Follow the brown signs
In a week I will be jetting off (on a terribly-badly-reviewed-and-cheap-for-a-reason-yes-we’re-all-almost-certainly-going-to-die airline) to Singapore and The Philippines. The trip is something I’ve been thinking about for a long time. After years of working on my brown signs project I decided when my website was finally working and ticking over nicely I’d have a break for a month or so doing something I love but haven’t had the chance to do for ages, basically a big pat on the back through the medium of travel.
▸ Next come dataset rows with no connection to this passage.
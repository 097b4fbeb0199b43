//! Metadata record types and the defaults merge.
//!
//! Records are stored *partial* (only overrides) and become *effective* after
//! merging over the defaults record. Every field's presence is explicit: a
//! missing field means "inherit from defaults", never "empty".

use serde::{Deserialize, Serialize};

/// Where a string appears in the UI.
#[derive(Debug, Clone, Default, PartialEq, Eq, Serialize, Deserialize)]
pub struct UiContext {
    #[serde(default, skip_serializing_if = "Option::is_none")]
    pub element: Option<String>,
    #[serde(default, skip_serializing_if = "Option::is_none")]
    pub screen: Option<String>,
    #[serde(default, skip_serializing_if = "Option::is_none")]
    pub section: Option<String>,
    #[serde(default, skip_serializing_if = "Option::is_none")]
    pub position: Option<String>,
}

/// Length and fit constraints for the translated value.
#[derive(Debug, Clone, Default, PartialEq, Eq, Serialize, Deserialize)]
pub struct Constraints {
    #[serde(default, skip_serializing_if = "Option::is_none")]
    pub max_length: Option<u32>,
    #[serde(default, skip_serializing_if = "Option::is_none")]
    pub reason: Option<String>,
}

/// Domain terminology guidance.
#[derive(Debug, Clone, Default, PartialEq, Eq, Serialize, Deserialize)]
pub struct Terminology {
    #[serde(default, skip_serializing_if = "Option::is_none")]
    pub domain: Option<String>,
    #[serde(default, skip_serializing_if = "Option::is_none")]
    pub preferred: Option<Vec<String>>,
    #[serde(default, skip_serializing_if = "Option::is_none")]
    pub avoid: Option<Vec<String>>,
    #[serde(default, skip_serializing_if = "Option::is_none")]
    pub critical: Option<bool>,
    #[serde(default, skip_serializing_if = "Option::is_none")]
    pub preserve_emoji: Option<bool>,
}

/// Tone, style and terminology guidance for the translator.
#[derive(Debug, Clone, Default, PartialEq, Eq, Serialize, Deserialize)]
pub struct TranslationGuidance {
    #[serde(default, skip_serializing_if = "Option::is_none")]
    pub tone: Option<String>,
    #[serde(default, skip_serializing_if = "Option::is_none")]
    pub style: Option<String>,
    #[serde(default, skip_serializing_if = "Option::is_none")]
    pub terminology: Option<Terminology>,
    #[serde(default, skip_serializing_if = "Option::is_none")]
    pub cultural_notes: Option<String>,
}

/// One format specifier occurring in the source text.
#[derive(Debug, Clone, Default, PartialEq, Eq, Serialize, Deserialize)]
pub struct SpecifierInfo {
    pub placeholder: String,
    pub position: u32,
    #[serde(default, skip_serializing_if = "Option::is_none")]
    pub represents: Option<String>,
}

/// Technical properties of the source text that must survive translation.
#[derive(Debug, Clone, Default, PartialEq, Eq, Serialize, Deserialize)]
pub struct Technical {
    #[serde(default, skip_serializing_if = "Option::is_none")]
    pub format_specifiers: Option<bool>,
    #[serde(default, skip_serializing_if = "Option::is_none")]
    pub specifier_info: Option<Vec<SpecifierInfo>>,
    #[serde(default, skip_serializing_if = "Option::is_none")]
    pub html_formatting: Option<bool>,
    #[serde(default, skip_serializing_if = "Option::is_none")]
    pub contains_emoji: Option<bool>,
    #[serde(default, skip_serializing_if = "Option::is_none")]
    pub emoji_character: Option<String>,
    #[serde(default, skip_serializing_if = "Option::is_none")]
    pub emoji_position: Option<String>,
    #[serde(default, skip_serializing_if = "Option::is_none")]
    pub plurals: Option<bool>,
}

/// When the string is shown and what surrounds it.
#[derive(Debug, Clone, Default, PartialEq, Eq, Serialize, Deserialize)]
pub struct UsageContext {
    #[serde(default, skip_serializing_if = "Option::is_none")]
    pub shown_when: Option<String>,
    #[serde(default, skip_serializing_if = "Option::is_none")]
    pub surrounding_elements: Option<Vec<String>>,
}

/// Source-tree references for the string.
#[derive(Debug, Clone, Default, PartialEq, Eq, Serialize, Deserialize)]
pub struct References {
    #[serde(default, skip_serializing_if = "Option::is_none")]
    pub code_files: Option<Vec<String>>,
    #[serde(default, skip_serializing_if = "Option::is_none")]
    pub layouts: Option<Vec<String>>,
}

/// Metadata for a single string resource.
#[derive(Debug, Clone, Default, PartialEq, Serialize, Deserialize)]
pub struct MetadataRecord {
    #[serde(default)]
    pub category: String,
    #[serde(default, skip_serializing_if = "Option::is_none")]
    pub ui: Option<UiContext>,
    #[serde(default, skip_serializing_if = "Option::is_none")]
    pub purpose: Option<String>,
    #[serde(default, skip_serializing_if = "Option::is_none")]
    pub constraints: Option<Constraints>,
    #[serde(default, skip_serializing_if = "Option::is_none")]
    pub translation_guidance: Option<TranslationGuidance>,
    #[serde(default, skip_serializing_if = "Option::is_none")]
    pub technical: Option<Technical>,
    #[serde(default, skip_serializing_if = "Option::is_none")]
    pub context: Option<UsageContext>,
    #[serde(default, skip_serializing_if = "Option::is_none")]
    pub references: Option<References>,
}

/// Default field values applied under every record.
#[derive(Debug, Clone, Default, PartialEq, Serialize, Deserialize)]
pub struct DefaultsRecord {
    #[serde(default, skip_serializing_if = "Option::is_none")]
    pub ui: Option<UiContext>,
    #[serde(default, skip_serializing_if = "Option::is_none")]
    pub purpose: Option<String>,
    #[serde(default, skip_serializing_if = "Option::is_none")]
    pub constraints: Option<Constraints>,
    #[serde(default, skip_serializing_if = "Option::is_none")]
    pub translation_guidance: Option<TranslationGuidance>,
    #[serde(default, skip_serializing_if = "Option::is_none")]
    pub technical: Option<Technical>,
    #[serde(default, skip_serializing_if = "Option::is_none")]
    pub context: Option<UsageContext>,
    #[serde(default, skip_serializing_if = "Option::is_none")]
    pub references: Option<References>,
}

/// Merge a record's group over the defaults' same-named group, field by
/// field. One level only: a nested composite (e.g. `terminology`) is taken
/// as a unit from the record when present.
macro_rules! merge_fields {
    ($record:expr, $default:expr, { $($field:ident),+ $(,)? }) => {{
        let record = $record;
        let default = $default;
        Self {
            $($field: record.$field.clone().or_else(|| default.$field.clone()),)+
        }
    }};
}

trait MergeOver: Clone {
    fn merge_over(&self, default: &Self) -> Self;
}

impl MergeOver for UiContext {
    fn merge_over(&self, default: &Self) -> Self {
        merge_fields!(self, default, { element, screen, section, position })
    }
}

impl MergeOver for Constraints {
    fn merge_over(&self, default: &Self) -> Self {
        merge_fields!(self, default, { max_length, reason })
    }
}

impl MergeOver for TranslationGuidance {
    fn merge_over(&self, default: &Self) -> Self {
        merge_fields!(self, default, { tone, style, terminology, cultural_notes })
    }
}

impl MergeOver for Technical {
    fn merge_over(&self, default: &Self) -> Self {
        merge_fields!(self, default, {
            format_specifiers,
            specifier_info,
            html_formatting,
            contains_emoji,
            emoji_character,
            emoji_position,
            plurals,
        })
    }
}

impl MergeOver for UsageContext {
    fn merge_over(&self, default: &Self) -> Self {
        merge_fields!(self, default, { shown_when, surrounding_elements })
    }
}

impl MergeOver for References {
    fn merge_over(&self, default: &Self) -> Self {
        merge_fields!(self, default, { code_files, layouts })
    }
}

fn merge_group<T: MergeOver>(record: &Option<T>, default: &Option<T>) -> Option<T> {
    match (record, default) {
        (Some(r), Some(d)) => Some(r.merge_over(d)),
        (Some(r), None) => Some(r.clone()),
        (None, Some(d)) => Some(d.clone()),
        (None, None) => None,
    }
}

impl MetadataRecord {
    /// Produce the effective record: this partial record merged over the
    /// defaults. Pure: neither input is mutated.
    pub fn merged_with(&self, defaults: &DefaultsRecord) -> MetadataRecord {
        MetadataRecord {
            category: self.category.clone(),
            ui: merge_group(&self.ui, &defaults.ui),
            purpose: self.purpose.clone().or_else(|| defaults.purpose.clone()),
            constraints: merge_group(&self.constraints, &defaults.constraints),
            translation_guidance: merge_group(
                &self.translation_guidance,
                &defaults.translation_guidance,
            ),
            technical: merge_group(&self.technical, &defaults.technical),
            context: merge_group(&self.context, &defaults.context),
            references: merge_group(&self.references, &defaults.references),
        }
    }

    /// The UI location path: `screen[ > section] > element`.
    pub fn ui_location(&self) -> String {
        let ui = self.ui.clone().unwrap_or_default();
        let screen = ui.screen.as_deref().unwrap_or("Unknown");
        let element = ui.element.as_deref().unwrap_or("text");

        match ui.section.as_deref() {
            Some(section) => format!("{} > {} > {}", screen, section, element),
            None => format!("{} > {}", screen, element),
        }
    }

    /// One-line description for listings.
    pub fn short_description(&self) -> String {
        let ui = self.ui.clone().unwrap_or_default();
        let element = ui.element.as_deref().unwrap_or("text");
        let screen = ui.screen.as_deref().unwrap_or("Unknown");
        format!("[{}] {} in {}", self.category, element, screen)
    }

    /// Category with the uncategorized fallback applied.
    pub fn category_or_default(&self) -> &str {
        if self.category.is_empty() {
            "uncategorized"
        } else {
            &self.category
        }
    }
}
use std::path::PathBuf;
use thiserror::Error;

/// Errors raised by the metadata storage layer.
///
/// Structural problems (`ShardMissing`, `IndexDrift`) are surfaced to the
/// caller of the affected operation; they indicate the on-disk store needs a
/// reindex pass, not a normal miss.
#[derive(Error, Debug)]
pub enum MetadataError {
    /// The key is not listed in any category of the index.
    #[error("no metadata found for key '{0}'")]
    NotFound(String),

    /// The index references a category whose shard file does not exist.
    #[error("shard file missing for category '{category}': {path}")]
    ShardMissing { category: String, path: PathBuf },

    /// The index and shard contents disagree.
    #[error("index drift: {0}")]
    IndexDrift(String),

    /// An I/O error occurred while reading or writing a store file.
    #[error("IO error: {0}")]
    Io(#[from] std::io::Error),

    /// A store file could not be parsed or serialized.
    #[error("format error: {0}")]
    Format(#[from] serde_json::Error),
}

/// A specialized Result type for metadata storage operations.
pub type Result<T> = std::result::Result<T, MetadataError>;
So this morning, after preparing for the trip in various ways (mainly by shopping online for bikinis and hot pants) and thinking about what the trip ahead had in store for me, I thought I’d check my follow the brown signs email in case I needed to do anything on the project before I left. To my joy I found an email waiting for me from Michael Hardy, the Honorary Secretary of the Lacey Green Windmill Restoration Society, asking if his Windmill qualifies for submission to my website. It turns out the windmill does have brown signs but (like many mills across the country) as it is only open to visitors on certain days of the year (25 days to be precise) the signs (ingeniously) fold up when the windmill is closed. I emailed him straight back and said he definitely qualifies and looked forward to receiving his nomination.
Of course I did a search for Lacey Green Windmill straight away (regular readers know how much I bloody love windmills) but only managed to get halfway down the home page before I started welling up (regular readers also know how emotional not only windmills but also passionate people make me. More often than you might think this project of mine makes me burst out crying while I sit here on my own in my dining room, reading about fascinating and dedicated people who do brilliant things, while emailing The Mose (and now my poor boyfriend) links to everything that makes me weep. I am a loon, I know).
The first of the tear jerkers was this evocative image of the windmill in 1970 when this 300 year old gorgeous and important piece of history found itself in such a terrible state of disrepair it looks almost too dilapidated to save. The picture tells the same story as so many other redundant pieces of our industrial past all across Britain that were just abandoned when people simply didn’t know what else to do with them. It’s not surprising really; after the industrial revolution when the huge potential of steam power was being realised the owners of these mills were faced with the dilemma of maintaining large and costly buildings which no longer provided the most effective production and manufacturing methods which were quickly being surpassed by cheaper, faster and more efficient ways of milling, making them no longer economical to run (and hey, what’s the point in it if it’s not a money maker, eh?!).
There’s just something so eerie and compelling about a picture like this. I half want to run up to that decaying old windmill and put my arms around it and half want to run away and cower behind a tree, peeping out at it occasionally when I can muster the courage to look at it. Luckily for us there was one man who wholeheartedly wanted to run up and hug it, and he was called Christopher Wallis (cue second bout of lower lip wobble). This man was not just saddened by the state the windmill had been allowed to get in, he also knew that if the windmill wasn’t saved a piece of important local history would be completely forgotten and totally unappreciated by the generations to come. The best way to educate and inspire people is to give them hands on, real experiences of things, and there’s nothing quite like standing in a windmill while the sails are turning majestically outside which is making the millstones grind and showering actual flour into a hopper in front of you. It’s the only way (without a hell of a lot of imagination) to really understand a way of life we no longer have but quite literally paved the way for the lives we lead today.
Determined to save the windmill, Mr Wallis set about the mammoth task of restoring the mill and in 1971, with the help of as many volunteers as he could rope in, he began the awesome project of bringing the windmill back to it’s former glory. The building had sunk and twisted over all those years and the restoration had to be done delicately and with huge planning. The amazing pictures of the stages of restoration are here and it really shows what a painstaking and difficult job it was, Mr Wallis even devised a way to right the windmill using a series of pulleys so that much of the original structure still remains.
And here’s a picture of the windmill “dressed” for the royal wedding last year. Isn’t it spectacular? I think so. Thanks to the thousands and thousands of hours of work put in to save the windmill now everyone can appreciate something that is beautiful, important and even more amazing for it’s life story. It makes me proud to see this mill standing tall and continuing to play it’s part in our rich British heritage, even if that isn’t milling flour anymore. It’s role has changed but it is just as meaningful, and as with very surviving windmill in Britain, there are a small number of insightful individuals behind it who battled hard to save these pieces of our past. It’s always easy to go with the easy option and ignore a decaying old building and not put the thought, time, effort or money in to save them, but they are all treasures and they all tell their own unique stories… and don’t I absolutely love hearing them.